Thursday, August 13, 2009

Hiddenness revisited…

The largest part of Jesus’ life was hidden. Jesus lived with his parents in Nazareth, “under their authority” (Luke 2:51), and there “increased in wisdom, in stature, and in favour with God and with people” (Luke 2:52). When we think about Jesus we mostly think about his words and miracles, his passion, death, and resurrection, but we should never forget that before all of that Jesus lived a simple, hidden life in a small town, far away from all the great people, great cities, and great events. Jesus’ hidden life is very important for our own spiritual journeys. If we want to follow Jesus by words and deeds in the service of his Kingdom, we must first of all strive to follow Jesus in his simple, unspectacular, and very ordinary hidden life.

Hiddenness is an essential quality of the spiritual life. Solitude, silence, ordinary tasks, being with people without great agendas, sleeping, eating, working, playing… all of that without being different from others, that is the life that Jesus lived and the life he asks us to live. It is in hiddenness that we, like Jesus, can increase “in wisdom, in stature, and in favour with God and with people” (Luke 2:51). It is in hiddenness that we can find a true intimacy with God and a true love for people.

Even during his active ministry, Jesus continued to return to hidden places to be alone with God. If we don't have a hidden life with God, our public life for God cannot bear fruit…

If indeed the spiritual life is essentially a hidden life, how do we protect this hiddenness in the midst of a very public life? The two most important ways to protect our hiddenness are solitude and poverty. Solitude allows us to be alone with God. There we experience that we belong not to people, not even to those who love us and care for us, but to God and God alone. Poverty is where we experience our own and other people's weakness, limitations, and need for support. To be poor is to be without success, without fame, and without power. But there God chooses to show us God's love.

Both solitude and poverty protect the hiddenness of our lives.

Henri Nouwen, from Bread for the Journey

I said a while ago:

All this stuff about prayer boils down to this. What I am really doesn't matter. There isn't any holiness in me. Of myself, I really am not, truly, anything more than little, and ordinary; and anything praiseworthy about me only consists in the extent to which I am prepared to acknowledge that, and to live in the shadows, quietly, like the ivy I love so much. All my health and growth depends on accepting that.

There is no struggle in this now, but a blessed hope, and a kind of love that wells up and catches my breath, and fills my eyes with tears. Most of my life I haven't really known what love is, and still I don't; but in me now Jesus loves, and all I feel are the eddies of that deep current.

It's time to let go of a lot of things; and yet it isn't a time for heroic gestures, grand austerities, but for little turnings to that hidden track that leads out between the trees, away from the lights and the music and the excited voices.

It feels odd to be writing this in such a public place, somehow, rather than in a letter to a close friend or spiritual director. I have thought about this; and it's not an appeal for warm, supportive comments - I honestly am trying to think this through.

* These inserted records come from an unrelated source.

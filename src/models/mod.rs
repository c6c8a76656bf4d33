pub mod daily_log;
pub mod habit;
pub mod task;
pub mod user;

pub use daily_log::{DailyLog, DailyLogInput};
pub use habit::{Habit, HabitInput};
pub use task::{Task, TaskInput};
pub use user::{PublicUser, User};

use validator::ValidationError;

/// Rejects strings that are empty once surrounding whitespace is removed.
pub fn validate_not_blank(value: &str) -> Result<(), ValidationError> {
    if value.trim().is_empty() {
        return Err(ValidationError::new("blank"));
    }
    Ok(())
}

It’s even more true now. I couldn’t have known, over a year ago, how prophetic those words were going to turn out to be. Much of that “thinking through” has been done for me by circumstances beyond my own immediate control. The protection of solitude and poverty calls to me more and more strongly, to the point where it’s an eagerness, a longing, a hunger really, at the very centre of who I am. I know that it is only in that solitude, that hidden simplicity, that I can draw as close to God as my heart yearns to do.

Very wisely, the Principles of the Third Order, Society of St. Francis, state in today’s reading:

We as Tertiaries desire to be conformed to the image of Jesus Christ, whom we serve in the three ways of Prayer, Study, and Work. In the life of the Order as a whole, these three ways must each find full and balanced expression, but it is not to be expected that all members devote themselves equally to each of them. Each individual’s service varies according to their abilities and circumstances, yet as individual member’s our Personal Rule of Life must include each of the three ways.

The need to give the Way of Prayer priority among the various bits of my life just grows stronger by the day. Pray for me that I may be able to be obedient to it…


Sue said...


Yes, of course, Mike, prayers your way.

Jamie Arpin-Ricci said...

I appreciate your honesty in this. I add my prayers to the others and invite your prayers for myself.


Barbara said...

Thank you for sharing your journey. In some way, I suppose many of your readers (myself included) are making similar ones. My prayers go with you.